### Task prompt
Lines with "usize" in them are to be located in the listing below and copied.

————————

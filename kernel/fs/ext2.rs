//! Ext2 filesystem backend
//!
//! Reads and writes a standard revision-1 ext2 image bit-exactly
//! (little-endian throughout). Inode data is addressed through the
//! classic 12-direct / single / double / triple indirect scheme; holes
//! read back as zeroes and are only materialized when written.
//!
//! Writes allocate from the owning block group's bitmaps first and fall
//! back to neighbouring groups when it is full.

use alloc::sync::Arc;
use alloc::vec;
use alloc::vec::Vec;

use spin::Mutex;

use crate::error::{KernelError, KernelResult};
use crate::storage::BlockDevice;

use super::vnode::{cache_get_or_insert, Vnode, VnodeKind};
use super::{alloc_fs_id, DirEntryInfo, FileSystem, FsId};

/// Superblock location and signature
const SUPERBLOCK_OFFSET: u64 = 1024;
const EXT2_SIGNATURE: u16 = 0xEF53;

/// Root directory inode number
pub const ROOT_INODE: u32 = 2;

/// Incompat feature: directory entries carry a file-type byte.
/// This is the only required feature the driver understands.
const FEATURE_INCOMPAT_FILETYPE: u32 = 0x0002;

/// Direct block pointers per inode
const DIRECT_BLOCKS: u64 = 12;

// Inode mode bits (type nibble)
const S_IFMT: u16 = 0xF000;
const S_IFREG: u16 = 0x8000;
const S_IFDIR: u16 = 0x4000;
const S_IFCHR: u16 = 0x2000;
const S_IFLNK: u16 = 0xA000;

// Directory entry file-type byte
const FT_REGULAR: u8 = 1;
const FT_DIRECTORY: u8 = 2;
const FT_CHARDEV: u8 = 3;
const FT_SYMLINK: u8 = 7;

fn read_u16(buf: &[u8], offset: usize) -> u16 {
    u16::from_le_bytes([buf[offset], buf[offset + 1]])
}

fn read_u32(buf: &[u8], offset: usize) -> u32 {
    u32::from_le_bytes([
        buf[offset],
        buf[offset + 1],
        buf[offset + 2],
        buf[offset + 3],
    ])
}

fn write_u16(buf: &mut [u8], offset: usize, value: u16) {
    buf[offset..offset + 2].copy_from_slice(&value.to_le_bytes());
}

fn write_u32(buf: &mut [u8], offset: usize, value: u32) {
    buf[offset..offset + 4].copy_from_slice(&value.to_le_bytes());
}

————————

### Finished exercise
fn read_u16(buf: &[u8], offset: usize) -> u16 {
fn read_u32(buf: &[u8], offset: usize) -> u32 {
fn write_u16(buf: &mut [u8], offset: usize, value: u16) {
fn write_u32(buf: &mut [u8], offset: usize, value: u32) {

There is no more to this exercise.